_WHAT TO PRODUCE:_ The response must contain every line below in which "registration" appears.

Stored data:
★ ★ ★
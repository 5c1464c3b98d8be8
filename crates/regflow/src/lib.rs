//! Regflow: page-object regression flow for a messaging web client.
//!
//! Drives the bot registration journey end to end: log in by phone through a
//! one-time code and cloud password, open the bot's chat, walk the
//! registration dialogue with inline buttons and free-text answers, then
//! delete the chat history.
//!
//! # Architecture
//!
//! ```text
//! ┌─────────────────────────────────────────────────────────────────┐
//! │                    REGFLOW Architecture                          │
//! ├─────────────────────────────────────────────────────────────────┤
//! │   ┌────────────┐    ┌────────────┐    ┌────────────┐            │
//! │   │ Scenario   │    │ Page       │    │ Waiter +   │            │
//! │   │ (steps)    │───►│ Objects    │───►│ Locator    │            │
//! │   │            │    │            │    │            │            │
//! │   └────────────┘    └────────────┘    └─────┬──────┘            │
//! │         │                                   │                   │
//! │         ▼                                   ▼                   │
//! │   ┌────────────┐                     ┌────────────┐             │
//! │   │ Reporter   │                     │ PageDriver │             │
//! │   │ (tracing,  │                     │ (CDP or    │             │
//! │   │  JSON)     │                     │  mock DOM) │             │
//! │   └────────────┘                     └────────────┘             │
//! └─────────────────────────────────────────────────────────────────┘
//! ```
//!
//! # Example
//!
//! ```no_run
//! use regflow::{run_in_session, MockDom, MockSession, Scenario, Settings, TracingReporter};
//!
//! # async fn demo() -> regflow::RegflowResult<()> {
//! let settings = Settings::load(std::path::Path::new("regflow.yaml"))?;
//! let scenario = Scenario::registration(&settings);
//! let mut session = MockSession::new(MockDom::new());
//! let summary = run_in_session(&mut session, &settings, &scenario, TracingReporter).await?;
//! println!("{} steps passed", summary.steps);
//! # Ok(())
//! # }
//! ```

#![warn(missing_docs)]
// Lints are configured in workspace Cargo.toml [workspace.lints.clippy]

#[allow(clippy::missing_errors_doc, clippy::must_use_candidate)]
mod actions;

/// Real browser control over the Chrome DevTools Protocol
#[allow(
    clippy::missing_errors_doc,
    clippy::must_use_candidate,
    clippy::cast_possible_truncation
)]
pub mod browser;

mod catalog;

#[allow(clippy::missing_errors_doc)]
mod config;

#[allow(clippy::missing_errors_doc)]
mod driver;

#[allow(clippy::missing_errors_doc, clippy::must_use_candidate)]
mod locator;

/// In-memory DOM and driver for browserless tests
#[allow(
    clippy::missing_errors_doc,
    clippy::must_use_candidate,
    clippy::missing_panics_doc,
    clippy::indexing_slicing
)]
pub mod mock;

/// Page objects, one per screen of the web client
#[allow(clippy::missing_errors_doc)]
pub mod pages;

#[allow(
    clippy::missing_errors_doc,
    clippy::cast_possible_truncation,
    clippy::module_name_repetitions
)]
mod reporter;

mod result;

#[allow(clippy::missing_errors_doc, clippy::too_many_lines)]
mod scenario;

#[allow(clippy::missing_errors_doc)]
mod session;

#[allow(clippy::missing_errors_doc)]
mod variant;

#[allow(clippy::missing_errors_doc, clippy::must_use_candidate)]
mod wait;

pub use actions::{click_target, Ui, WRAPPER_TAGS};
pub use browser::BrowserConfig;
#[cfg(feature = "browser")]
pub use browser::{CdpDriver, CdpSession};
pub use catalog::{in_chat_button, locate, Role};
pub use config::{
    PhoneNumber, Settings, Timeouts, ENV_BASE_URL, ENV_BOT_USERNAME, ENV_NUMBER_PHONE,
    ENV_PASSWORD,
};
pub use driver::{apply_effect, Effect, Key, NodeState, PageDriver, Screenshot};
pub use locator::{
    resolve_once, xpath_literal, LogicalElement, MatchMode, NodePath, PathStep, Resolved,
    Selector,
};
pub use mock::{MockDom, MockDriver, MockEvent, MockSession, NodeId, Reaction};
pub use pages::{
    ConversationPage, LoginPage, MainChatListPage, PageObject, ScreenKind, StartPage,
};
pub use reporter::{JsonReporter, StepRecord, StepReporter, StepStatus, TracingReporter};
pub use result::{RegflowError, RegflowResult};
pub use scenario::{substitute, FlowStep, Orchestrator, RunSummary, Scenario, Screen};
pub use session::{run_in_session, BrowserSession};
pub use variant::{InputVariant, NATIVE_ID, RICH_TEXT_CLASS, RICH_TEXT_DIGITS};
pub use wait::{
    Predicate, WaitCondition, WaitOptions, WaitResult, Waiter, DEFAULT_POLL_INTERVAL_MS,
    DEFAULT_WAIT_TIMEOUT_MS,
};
★ ★ ★
_REPLY TO THE TASK:_
//! Drives the bot registration journey end to end: log in by phone through a
//! registration dialogue with inline buttons and free-text answers, then
//! let scenario = Scenario::registration(&settings);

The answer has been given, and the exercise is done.